In June 2020, Facebook pledged a $1.1 billion “investment in Black and diverse suppliers and communities in the U.S.” In 2022, the company reported: “In 2021, we exceeded our diverse supplier commitment, spending $1.26 billion with US certified diverse suppliers and more than $306 million with Black-owned businesses in the US.” As recently as October 2024, Meta hosted the Billion Dollar Roundtable conference celebrating corporations that spend $1 billion with minority and women-owned suppliers.

Now, over the course of just six weeks, Meta has dismantled diversity programs, including supplier diversity, that took years to build, and Mark Zuckerberg has attributed them to former COO Sheryl Sandberg as he distances himself from all DEI.

While no DEI program is perfect, these programs are part of a long game, with incremental progress built on top of hard work and trust. Companies and their leaders are free to change their minds and priorities due to politics, economics, or anything else. But if the pendulum swings in the other direction in the future, companies like Meta that scrap DEI programs will now have an infinitely harder time rebuilding them. The trust of users, employees, and suppliers has been destroyed.

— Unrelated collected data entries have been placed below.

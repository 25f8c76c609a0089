//! Group state machine: records, defaults tally, and the input drawer.
//!
//! A group tracks one set of students. It owns a keyed collection of
//! [`Record`]s (newest first), a per-topic defaults tally that only ever
//! counts up, and at most one open input drawer (`current_topic`) for the
//! observation currently being typed.
//!
//! # Failure Modes
//!
//! | Situation | Behavior |
//! |-----------|----------|
//! | Commit with empty label | Records untouched, drawer still closes |
//! | Record key absent | `UpdateRecord`/`Delete` are silent no-ops |
//! | Drawer already open | `StartNew` overwrites it (one at a time) |

use std::collections::BTreeMap;

use serde::{Deserialize, Serialize};
use tally_style::Theme;
use tracing::debug;

use crate::keyed::{Key, KeyedList};
use crate::record::{Observation, Record, RecordMsg};

/// A collection of students tracked together.
///
/// The drawer state (`current_topic`) is session-local: it is never persisted
/// and always decodes to closed.
#[derive(Debug, Clone, PartialEq, Eq, Serialize, Deserialize)]
pub struct Group {
    /// Topic id of the open input drawer, if any.
    #[serde(skip)]
    pub current_topic: Option<String>,
    /// Numeric group id.
    pub id: u32,
    /// Display label.
    pub label: String,
    /// Logged observations, newest first.
    pub records: KeyedList<Record>,
    /// Per-topic tally counts, independent of `records`. A topic has no
    /// entry until first incremented; entries are never removed.
    pub defaults: BTreeMap<String, u32>,
}

/// Messages that edit a group.
#[derive(Debug, Clone, PartialEq, Eq)]
pub enum GroupMsg {
    /// Open the input drawer for this topic, replacing any open one.
    StartNew(String),
    /// Close the drawer, logging a record unless the label is empty.
    CommitCurrent(String, String),
    /// Close the drawer without logging anything.
    CancelCurrent,
    /// Count one more default tally for this topic.
    IncrementDefault(String),
    /// Route an edit to the addressed record.
    UpdateRecord(Key, RecordMsg),
    /// Remove the addressed record.
    Delete(Key),
    /// Replace the display label verbatim.
    Relabel(String),
}

impl Group {
    /// Create a group seeded with observations (multiplier 1 each).
    #[must_use]
    pub fn init(
        id: u32,
        label: impl Into<String>,
        seed: impl IntoIterator<Item = Observation>,
    ) -> Self {
        let mut records = KeyedList::new();
        for observation in seed {
            records.push(Record::new(1, observation));
        }
        Self {
            current_topic: None,
            id,
            label: label.into(),
            records,
            defaults: BTreeMap::new(),
        }
    }

    /// Blank this group: drawer closed, no records, no defaults.
    ///
    /// Keeps `id` and `label`.
    #[must_use]
    pub fn reset(self) -> Self {
        Self {
            current_topic: None,
            id: self.id,
            label: self.label,
            records: KeyedList::new(),
            defaults: BTreeMap::new(),
        }
    }

    /// Apply a message, returning the edited group.
    #[must_use]
    pub fn update(mut self, msg: GroupMsg) -> Self {
        match msg {
            GroupMsg::StartNew(topic) => {
                self.current_topic = Some(topic);
                self
            }
            GroupMsg::CommitCurrent(topic, label) => {
                // Empty labels are discarded, but the drawer closes either way.
                if label.is_empty() {
                    debug!(group = self.id, topic = %topic, "empty commit discarded");
                } else {
                    self.records.cons(Record::new(1, Observation::new(topic, label)));
                }
                self.current_topic = None;
                self
            }
            GroupMsg::CancelCurrent => {
                self.current_topic = None;
                self
            }
            GroupMsg::IncrementDefault(topic) => {
                *self.defaults.entry(topic).or_insert(0) += 1;
                self
            }
            GroupMsg::UpdateRecord(key, record_msg) => {
                self.records.update(key, |record| record.update(record_msg));
                self
            }
            GroupMsg::Delete(key) => {
                self.records.remove(key);
                self
            }
            GroupMsg::Relabel(label) => {
                self.label = label;
                self
            }
        }
    }

    /// Total points under a theme: record values plus default tallies.
    #[must_use]
    pub fn tally(&self, theme: &Theme) -> i32 {
        let recorded: i32 = self.records.values().map(|r| r.value(theme)).sum();
        let defaulted: i32 = self
            .defaults
            .iter()
            .map(|(topic, count)| theme.lookup(topic).weight * *count as i32)
            .sum();
        recorded + defaulted
    }
}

Users can’t trust Meta, so disengagement is the only answer

From my experience at Facebook, what happens on the inside is what is mirrored externally in the products. When you eliminate DEI initiatives, you lose people from around your table. When you lose those voices at the table, you lose product insight. And for those still at Meta, their voices will carry less weight as soon as they advocate for those viewpoints, use cases, and outcomes. I imagine that the environment inside Meta is very different from when I worked there. Some employees and suppliers are likely nervous about what this new landscape will mean for their jobs. Users can expect a different product experience as a result, and they will judge whether it is for the better.

I believe the only path forward for users is to show Meta the true cost of abandoning diversity. If we aren’t welcome within these companies, and we aren’t welcome to service them, then we shouldn’t reward them with our engagement, our data, or their ability to earn ad revenue from us. For marginalized communities, boycotts worked once before and also spurred entrepreneurship and safe spaces a generation ago during the Civil Rights Movement.

In my view, disengagement is the only answer. Meta is no longer following its own adages. This is the opposite of “Shipping Love,” but it shows us what Zuckerberg and Meta do when they aren’t afraid. Sometimes, people don’t realize that there are consequences until they are faced with them. Users control the end of this story. This can be the opportunity to see how Zuckerberg and Meta rise to the occasion (or not). Regardless of their response, we must remember, “When people show you who they are, believe them.” We need to believe this is the world Meta wants to create, and if we don’t want to be part of it, we need to leave.